→ **EXERCISE DIRECTIONS**: Copy each line of the entries below that contains the string "Orphan".

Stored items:
• • • • • • •
use orgatlas_core::db::open_db_in_memory;
use orgatlas_core::{
    activity_level, expand_descendants, ActivityId, ActivityRepository, ActivityService,
    DirectoryError, ErrorKind, NewActivity, RepoError, SqliteActivityRepository,
    ValidationError, MAX_ACTIVITY_DEPTH,
};
use rusqlite::Connection;
use std::collections::BTreeSet;

fn setup() -> Connection {
    open_db_in_memory().unwrap()
}

fn service(conn: &Connection) -> ActivityService<SqliteActivityRepository<'_>> {
    ActivityService::new(SqliteActivityRepository::try_new(conn).unwrap())
}

fn activity_count(conn: &Connection) -> i64 {
    conn.query_row("SELECT COUNT(*) FROM activities;", [], |row| row.get(0))
        .unwrap()
}

/// Food(1) -> Dairy(2) -> Cheese(3)
fn food_chain(service: &ActivityService<SqliteActivityRepository<'_>>) -> [ActivityId; 3] {
    let food = service.create_activity(&NewActivity::root("Food")).unwrap();
    let dairy = service
        .create_activity(&NewActivity::child_of(food.id, "Dairy"))
        .unwrap();
    let cheese = service
        .create_activity(&NewActivity::child_of(dairy.id, "Cheese"))
        .unwrap();
    [food.id, dairy.id, cheese.id]
}

#[test]
fn create_lands_one_level_below_parent() {
    let conn = setup();
    let service = service(&conn);
    let [food, dairy, cheese] = food_chain(&service);

    assert_eq!(service.activity_level(food).unwrap(), Some(1));
    assert_eq!(service.activity_level(dairy).unwrap(), Some(2));
    assert_eq!(service.activity_level(cheese).unwrap(), Some(3));
    assert_eq!(service.activity_level(999).unwrap(), None);
}

#[test]
fn create_under_deepest_level_is_rejected_without_writing() {
    let conn = setup();
    let service = service(&conn);
    let [_, _, cheese] = food_chain(&service);
    let before = activity_count(&conn);

    let err = service
        .create_activity(&NewActivity::child_of(cheese, "Brie"))
        .unwrap_err();

    match &err {
        DirectoryError::Validation(ValidationError::DepthExceeded {
            parent_id,
            parent_level,
        }) => {
            assert_eq!(*parent_id, cheese);
            assert_eq!(*parent_level, MAX_ACTIVITY_DEPTH);
        }
        other => panic!("unexpected error: {other}"),
    }
    assert_eq!(err.kind(), ErrorKind::InvalidInput);
    assert_eq!(activity_count(&conn), before);
}

#[test]
fn create_with_unknown_parent_is_rejected() {
    let conn = setup();
    let service = service(&conn);

    let err = service
        .create_activity(&NewActivity::child_of(77, "Orphan"))
        .unwrap_err();

    assert!(matches!(
        err,
        DirectoryError::Validation(ValidationError::UnknownParent(77))
    ));
    assert_eq!(activity_count(&conn), 0);
}

#[test]
fn create_trims_name_and_rejects_blank() {
    let conn = setup();
    let service = service(&conn);

    let created = service.create_activity(&NewActivity::root("  Food  ")).unwrap();
    assert_eq!(created.name, "Food");
    assert_eq!(created.parent_id, None);
    assert!(created.children.is_empty());

    let err = service.create_activity(&NewActivity::root("   ")).unwrap_err();
    assert!(matches!(
        err,
        DirectoryError::Validation(ValidationError::BlankName(_))
    ));
}

#[test]
fn repository_maps_missing_parent_to_referential_violation() {
    let conn = setup();
    let repo = SqliteActivityRepository::try_new(&conn).unwrap();

    let err = repo
        .create_activity(&NewActivity::child_of(5, "Orphan"))
        .unwrap_err();
    assert!(matches!(err, RepoError::ReferentialViolation(_)), "got {err}");
}

#[test]
fn descendants_expand_breadth_first_within_depth() {
    let conn = setup();
    let service = service(&conn);
    let [food, dairy, cheese] = food_chain(&service);
    let repo = SqliteActivityRepository::try_new(&conn).unwrap();

    assert_eq!(
        expand_descendants(&repo, food, 1).unwrap(),
        BTreeSet::from([dairy])
    );
    assert_eq!(
        expand_descendants(&repo, food, 2).unwrap(),
        BTreeSet::from([dairy, cheese])
    );
    assert_eq!(expand_descendants(&repo, food, 0).unwrap(), BTreeSet::new());
    assert_eq!(expand_descendants(&repo, cheese, 3).unwrap(), BTreeSet::new());
    assert_eq!(
        service.descendants(food).unwrap(),
        BTreeSet::from([dairy, cheese])
    );
}

#[test]
fn sql_store_and_in_memory_index_agree() {
    let conn = setup();
    let service = service(&conn);
    let [food, dairy, _] = food_chain(&service);
    service
        .create_activity(&NewActivity::child_of(food, "Meat"))
        .unwrap();
    service
        .create_activity(&NewActivity::child_of(dairy, "Milk"))
        .unwrap();

    let repo = SqliteActivityRepository::try_new(&conn).unwrap();
    let index = service.taxonomy().unwrap();
    for activity in repo.list_activities().unwrap() {
        assert_eq!(
            activity_level(&repo, activity.id).unwrap(),
            index.level(activity.id)
        );
        assert_eq!(
            expand_descendants(&repo, activity.id, MAX_ACTIVITY_DEPTH).unwrap(),
            index.descendants(activity.id, MAX_ACTIVITY_DEPTH)
        );
    }
}

#[test]
fn children_are_listed_in_insertion_order() {
    let conn = setup();
    let service = service(&conn);
    let food = service.create_activity(&NewActivity::root("Food")).unwrap();
    let names = ["Meat", "Dairy", "Bakery"];
    for name in names {
        service
            .create_activity(&NewActivity::child_of(food.id, name))
            .unwrap();
    }

    let repo = SqliteActivityRepository::try_new(&conn).unwrap();
    let children: Vec<String> = repo
        .list_children(food.id)
        .unwrap()
        .into_iter()
        .map(|child| child.name)
        .collect();
    assert_eq!(children, names);

    let node = service.get_activity(food.id).unwrap().unwrap();
    let rendered: Vec<&str> = node.children.iter().map(|child| child.name.as_str()).collect();
    assert_eq!(rendered, names);
}

#[test]
fn list_activities_renders_every_node_with_subtree() {
    let conn = setup();
    let service = service(&conn);
    let [food, dairy, cheese] = food_chain(&service);

    let nodes = service.list_activities().unwrap();
    let ids: Vec<ActivityId> = nodes.iter().map(|node| node.id).collect();
    assert_eq!(ids, vec![food, dairy, cheese]);

    assert_eq!(nodes[0].subtree_ids(), vec![food, dairy, cheese]);
    assert_eq!(nodes[1].subtree_ids(), vec![dairy, cheese]);
    assert!(nodes[2].children.is_empty());
    assert_eq!(service.get_activity(999).unwrap(), None);
}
• • • • • • •
→ **RESPONSE TO THE EXERCISE**:
        .create_activity(&NewActivity::child_of(77, "Orphan"))
        .create_activity(&NewActivity::child_of(5, "Orphan"))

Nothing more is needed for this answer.